Molecular gastronomy (MG) is an exciting and occasionally contentious aspect of modern fine dining. MG is an approach to cooking that re-appropriates compounds and equipment developed for large-scale commercial food production to achieve flavors or textures impossible with traditional recipes. A few brewing ingredients even have assumed prominent roles in MG; these include maltodextrin (oil powders), carrageenan extracted from Irish moss (dairy gels), and calcium chloride (spherification). In most cases the final dish also includes foraged, local, or artfully cooked ingredients that are highlighted by the unique presentation. Craft breweries are slowly embracing concepts similar to the culinary world, brewing delicious beers enhanced by ingredients created for macro breweries.
There will always be brewers who prefer to use only the most natural ingredients out of tradition. Any German will tell you that you need nothing more than malted grain, isolated yeast, untreated water, and hops to make a nearly perfect beer.
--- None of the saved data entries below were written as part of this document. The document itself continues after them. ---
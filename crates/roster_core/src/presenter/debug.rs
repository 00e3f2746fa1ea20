//! "Show JSON" debug panel.

use crate::store::record_store::RecordStore;
use log::warn;

/// Holds the panel's visibility; everything else is read from the store.
#[derive(Debug, Clone, Copy, Default, PartialEq, Eq)]
pub struct DebugPresenter {
    visible: bool,
}

#[derive(Debug, Clone, PartialEq, Eq)]
pub struct DebugView {
    pub visible: bool,
    /// Compact JSON of the store snapshot. `None` while hidden.
    pub json: Option<String>,
}

impl DebugPresenter {
    pub fn new(visible: bool) -> Self {
        Self { visible }
    }

    pub fn is_visible(&self) -> bool {
        self.visible
    }

    /// Flips visibility and returns the new value.
    pub fn toggle(&mut self) -> bool {
        self.visible = !self.visible;
        self.visible
    }

    pub fn view(&self, store: &RecordStore) -> DebugView {
        if !self.visible {
            return DebugView {
                visible: false,
                json: None,
            };
        }

        let json = match store.snapshot().to_json() {
            Ok(json) => Some(json),
            Err(err) => {
                warn!("event=debug_dump module=presenter status=error error={err}");
                None
            }
        };
        DebugView {
            visible: true,
            json,
        }
    }
}
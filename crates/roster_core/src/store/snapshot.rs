//! Owned, serializable copy of the store state.

use crate::model::record::{Record, RecordId};
use crate::model::view_state::{EditMode, Filter};
use serde::{Deserialize, Serialize};

/// Full observable store state at one point in time.
///
/// Field order is the serialization order of the debug dump.
#[derive(Debug, Clone, PartialEq, Eq, Serialize, Deserialize)]
pub struct StoreSnapshot {
    pub records: Vec<Record>,
    pub filter: Filter,
    pub edit_mode: EditMode,
    pub edit_target_id: Option<RecordId>,
    pub next_id: RecordId,
}

impl StoreSnapshot {
    /// Serializes the snapshot as compact JSON.
    pub fn to_json(&self) -> Result<String, serde_json::Error> {
        serde_json::to_string(self)
    }
}
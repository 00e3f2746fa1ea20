//! One roster editing session.
//!
//! # Responsibility
//! - Own the store and the stateful presenters; no global lookup.
//! - Apply user commands and keep the rendered page current.
//!
//! # Invariants
//! - The page is re-rendered before the next command is applied whenever
//!   the store published a change or presenter-local state changed.
//! - Commands that change nothing do not trigger a re-render.

use crate::command::{Command, HELP_TEXT};
use crate::config::SessionConfig;
use crate::model::record::RecordId;
use crate::presenter::debug::DebugPresenter;
use crate::presenter::filter::select_filter;
use crate::presenter::form::{FormPresenter, SubmitOutcome};
use crate::presenter::list::{apply_row_action, RowAction};
use crate::presenter::page_view;
use crate::render::render_page;
use crate::store::record_store::{RecordStore, StoreChange, SubscriptionId};
use log::info;
use std::cell::RefCell;
use std::rc::Rc;

/// What the caller should do after one dispatch.
#[derive(Debug, Clone, PartialEq, Eq)]
pub enum Outcome {
    /// Keep reading commands.
    Continue,
    /// Show this text to the user, then keep reading.
    Message(String),
    /// End the session.
    Quit,
}

pub struct RosterSession {
    store: RecordStore,
    form: FormPresenter,
    debug: DebugPresenter,
    changes: Rc<RefCell<Vec<StoreChange>>>,
    subscription: SubscriptionId,
    local_dirty: bool,
    frame: String,
    renders: usize,
}

impl RosterSession {
    /// Starts a session over the seed roster.
    pub fn new(config: &SessionConfig) -> Self {
        Self::with_store(RecordStore::new(), config)
    }

    /// Starts a session over a caller-provided store.
    pub fn with_store(mut store: RecordStore, config: &SessionConfig) -> Self {
        let changes = Rc::new(RefCell::new(Vec::new()));
        let sink = Rc::clone(&changes);
        let subscription = store.subscribe(Box::new(move |change: &StoreChange, _: &RecordStore| {
            sink.borrow_mut().push(*change);
        }));

        info!(
            "event=session_start module=session status=ok records={} show_json={}",
            store.records().len(),
            config.show_json
        );

        let mut session = Self {
            store,
            form: FormPresenter::new(),
            debug: DebugPresenter::new(config.show_json),
            changes,
            subscription,
            local_dirty: false,
            frame: String::new(),
            renders: 0,
        };
        session.render();
        session
    }

    pub fn store(&self) -> &RecordStore {
        &self.store
    }

    pub fn form(&self) -> &FormPresenter {
        &self.form
    }

    pub fn debug(&self) -> &DebugPresenter {
        &self.debug
    }

    /// Ends the session and hands back the store, detached from the page.
    pub fn into_store(mut self) -> RecordStore {
        self.store.unsubscribe(self.subscription);
        self.store
    }

    /// Number of page renders so far, including the initial one.
    pub fn render_count(&self) -> usize {
        self.renders
    }

    /// Applies one user command.
    pub fn dispatch(&mut self, command: Command) -> Outcome {
        match command {
            Command::SetField(field, value) => {
                if self.form.field(field) != value {
                    self.form.set_field(field, value);
                    self.local_dirty = true;
                }
            }
            Command::SetRole(role) => {
                if self.form.role() != role {
                    self.form.set_role(role);
                    self.local_dirty = true;
                }
            }
            Command::Submit => {
                let had_input = !self.form.is_empty();
                let outcome = self.form.submit(&mut self.store);
                self.local_dirty |= had_input;
                if outcome == SubmitOutcome::UpdateSkipped {
                    return Outcome::Message(
                        "no user updated: the edit target no longer exists".to_string(),
                    );
                }
            }
            Command::Toggle(id) => {
                if !apply_row_action(&mut self.store, RowAction::Toggle(id)) {
                    return unknown_record(id);
                }
            }
            Command::Edit(id) => {
                if self.store.record(id).is_none() {
                    return unknown_record(id);
                }
                apply_row_action(&mut self.store, RowAction::StartEdit(id));
            }
            Command::Filter(filter) => {
                select_filter(&mut self.store, filter);
            }
            Command::ToggleJson => {
                self.debug.toggle();
                self.local_dirty = true;
            }
            Command::Help => return Outcome::Message(HELP_TEXT.to_string()),
            Command::Quit => {
                info!(
                    "event=session_end module=session status=ok records={} renders={}",
                    self.store.records().len(),
                    self.renders
                );
                return Outcome::Quit;
            }
        }
        Outcome::Continue
    }

    /// Re-renders if anything changed since the last render.
    ///
    /// Returns the new page, or `None` when the current page is still valid.
    pub fn refresh(&mut self) -> Option<&str> {
        if !self.local_dirty && self.changes.borrow().is_empty() {
            return None;
        }
        self.render();
        Some(&self.frame)
    }

    /// Current page, re-rendered first if stale.
    pub fn frame(&mut self) -> &str {
        self.refresh();
        &self.frame
    }

    fn render(&mut self) {
        let page = page_view(&self.store, &self.form, &self.debug);
        self.frame = render_page(&page);
        self.renders += 1;
        self.local_dirty = false;
        self.changes.borrow_mut().clear();
    }
}

impl std::fmt::Debug for RosterSession {
    fn fmt(&self, f: &mut std::fmt::Formatter<'_>) -> std::fmt::Result {
        f.debug_struct("RosterSession")
            .field("store", &self.store)
            .field("form", &self.form)
            .field("debug", &self.debug)
            .field("renders", &self.renders)
            .finish()
    }
}

fn unknown_record(id: RecordId) -> Outcome {
    Outcome::Message(format!("no user with id {id}"))
}
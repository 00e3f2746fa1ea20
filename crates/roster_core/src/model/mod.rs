//! Roster domain model.
//!
//! # Responsibility
//! - Define the canonical user record and its input shape.
//! - Define the scalar view-state enums owned by the store.
//!
//! # Invariants
//! - Every record is identified by a store-assigned `RecordId`.
//! - Records are never deleted; there is no tombstone state.

pub mod record;
pub mod view_state;
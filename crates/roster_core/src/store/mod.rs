//! Canonical roster state and change notification.
//!
//! # Responsibility
//! - Own the record list and the filter/edit view state.
//! - Publish one `StoreChange` per effective mutation to subscribers.
//!
//! # Invariants
//! - State is mutated only through `RecordStore` operations.
//! - No-op operations publish nothing.

pub mod record_store;
pub mod snapshot;
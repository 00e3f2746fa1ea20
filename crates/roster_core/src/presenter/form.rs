//! Create/edit form.
//!
//! # Responsibility
//! - Hold transient input values until the user commits.
//! - On submit, call `create` or `update` depending on the store's mode.
//!
//! # Invariants
//! - Inputs are independent of the store until submit.
//! - Every submit clears all four inputs, whichever branch ran.
//! - An edit-mode submit always returns the store to create mode.

use crate::model::record::{RecordFields, RecordId, Role};
use crate::model::view_state::EditMode;
use crate::store::record_store::RecordStore;
use log::info;

pub const ROLE_PLACEHOLDER: &str = "--Please choose a role--";

/// Free-text input of the form.
#[derive(Debug, Clone, Copy, PartialEq, Eq)]
pub enum FormField {
    First,
    Last,
    Email,
}

impl FormField {
    /// Label shown before the input.
    pub fn label(self) -> &'static str {
        match self {
            Self::First => "first:",
            Self::Last => "last:",
            Self::Email => "email:",
        }
    }
}

/// Result of one submit.
#[derive(Debug, Clone, Copy, PartialEq, Eq)]
pub enum SubmitOutcome {
    Created(RecordId),
    Updated(RecordId),
    /// Edit target was unset or missing; the store was left unchanged.
    UpdateSkipped,
}

/// One entry of the role selector.
#[derive(Debug, Clone, Copy, PartialEq, Eq)]
pub struct RoleOption {
    pub role: Option<Role>,
    pub label: &'static str,
    pub selected: bool,
}

#[derive(Debug, Clone, PartialEq, Eq)]
pub struct FormView {
    pub first: String,
    pub last: String,
    pub email: String,
    pub role_options: Vec<RoleOption>,
    pub mode: EditMode,
    pub submit_label: &'static str,
}

#[derive(Debug, Clone, Default, PartialEq, Eq)]
pub struct FormPresenter {
    first: String,
    last: String,
    email: String,
    role: Option<Role>,
}

impl FormPresenter {
    pub fn new() -> Self {
        Self::default()
    }

    pub fn field(&self, field: FormField) -> &str {
        match field {
            FormField::First => &self.first,
            FormField::Last => &self.last,
            FormField::Email => &self.email,
        }
    }

    pub fn set_field(&mut self, field: FormField, value: impl Into<String>) {
        let value = value.into();
        match field {
            FormField::First => self.first = value,
            FormField::Last => self.last = value,
            FormField::Email => self.email = value,
        }
    }

    pub fn role(&self) -> Option<Role> {
        self.role
    }

    pub fn set_role(&mut self, role: Option<Role>) {
        self.role = role;
    }

    /// Current inputs as a store request.
    pub fn fields(&self) -> RecordFields {
        RecordFields::new(
            self.first.clone(),
            self.last.clone(),
            self.email.clone(),
            self.role,
        )
    }

    pub fn is_empty(&self) -> bool {
        self.first.is_empty() && self.last.is_empty() && self.email.is_empty() && self.role.is_none()
    }

    pub fn clear(&mut self) {
        *self = Self::default();
    }

    /// Commits the inputs to the store and resets the form.
    pub fn submit(&mut self, store: &mut RecordStore) -> SubmitOutcome {
        let fields = std::mem::take(self).fields();
        match store.edit_mode() {
            EditMode::Create => {
                let id = store.create(fields);
                info!("event=form_submit module=presenter status=ok action=create id={id}");
                SubmitOutcome::Created(id)
            }
            EditMode::Edit => {
                let target = store.edit_target();
                let updated = store.update(fields);
                store.set_edit_mode(EditMode::Create);
                match target {
                    Some(id) if updated => {
                        info!(
                            "event=form_submit module=presenter status=ok action=update id={id}"
                        );
                        SubmitOutcome::Updated(id)
                    }
                    _ => {
                        info!("event=form_submit module=presenter status=skipped action=update");
                        SubmitOutcome::UpdateSkipped
                    }
                }
            }
        }
    }

    pub fn view(&self, store: &RecordStore) -> FormView {
        let mut role_options = vec![RoleOption {
            role: None,
            label: ROLE_PLACEHOLDER,
            selected: self.role.is_none(),
        }];
        role_options.extend(Role::all().into_iter().map(|role| RoleOption {
            role: Some(role),
            label: role.label(),
            selected: self.role == Some(role),
        }));

        FormView {
            first: self.first.clone(),
            last: self.last.clone(),
            email: self.email.clone(),
            role_options,
            mode: store.edit_mode(),
            submit_label: store.submit_label(),
        }
    }
}

#[cfg(test)]
mod tests {
    use super::{FormField, FormPresenter, SubmitOutcome};
    use crate::model::record::Role;
    use crate::model::view_state::EditMode;
    use crate::store::record_store::RecordStore;

    fn filled_form() -> FormPresenter {
        let mut form = FormPresenter::new();
        form.set_field(FormField::First, "Ada");
        form.set_field(FormField::Last, "Lovelace");
        form.set_field(FormField::Email, "ada@cuny.edu");
        form.set_role(Some(Role::Professor));
        form
    }

    #[test]
    fn create_submit_appends_and_clears() {
        let mut store = RecordStore::new();
        let mut form = filled_form();

        assert_eq!(form.submit(&mut store), SubmitOutcome::Created(3));
        assert!(form.is_empty());
        let created = store.record(3).expect("created record");
        assert_eq!(created.first, "Ada");
        assert_eq!(created.role, Some(Role::Professor));
    }

    #[test]
    fn empty_form_still_creates_a_record() {
        let mut store = RecordStore::new();
        let mut form = FormPresenter::new();

        assert_eq!(form.submit(&mut store), SubmitOutcome::Created(3));
        let created = store.record(3).expect("created record");
        assert_eq!(created.first, "");
        assert_eq!(created.role, None);
    }

    #[test]
    fn edit_submit_with_stale_target_resets_mode() {
        let mut store = RecordStore::new();
        store.set_edit_mode(EditMode::Edit);
        store.set_edit_target(Some(42));
        let before = store.records().to_vec();
        let mut form = filled_form();

        assert_eq!(form.submit(&mut store), SubmitOutcome::UpdateSkipped);
        assert_eq!(store.records(), before.as_slice());
        assert_eq!(store.edit_mode(), EditMode::Create);
        assert!(form.is_empty());
    }

    #[test]
    fn view_reflects_inputs_and_mode() {
        let mut store = RecordStore::new();
        let form = filled_form();
        store.set_edit_mode(EditMode::Edit);

        let view = form.view(&store);
        assert_eq!(view.first, "Ada");
        assert_eq!(view.submit_label, "Update User");
        let selected: Vec<_> = view
            .role_options
            .iter()
            .filter(|option| option.selected)
            .map(|option| option.role)
            .collect();
        assert_eq!(selected, vec![Some(Role::Professor)]);
        assert_eq!(view.role_options[0].label, "--Please choose a role--");
    }
}
//! Plain-text rendering of presenter view models.

pub mod text;

pub use text::{render_page, PageTextView};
However, highly-processed ingredients are becoming more common: Although wort isomerizes alpha acids and two of the most effective natural solvents (water and ethanol) extract hop aromatics from whole hop cones, many brewers, for convenience and economics, prefer additional pre-processing, using pelletized hops or even concentrated “Type 45” and “Cryo” hops. That may be good enough for some, but further industrial chemistry can save money, time, effort and, perhaps with the right touch, produce a superior beer. A huge range of hop extracts originally developed for large breweries are gaining acceptance with both craft brewers and homebrewers.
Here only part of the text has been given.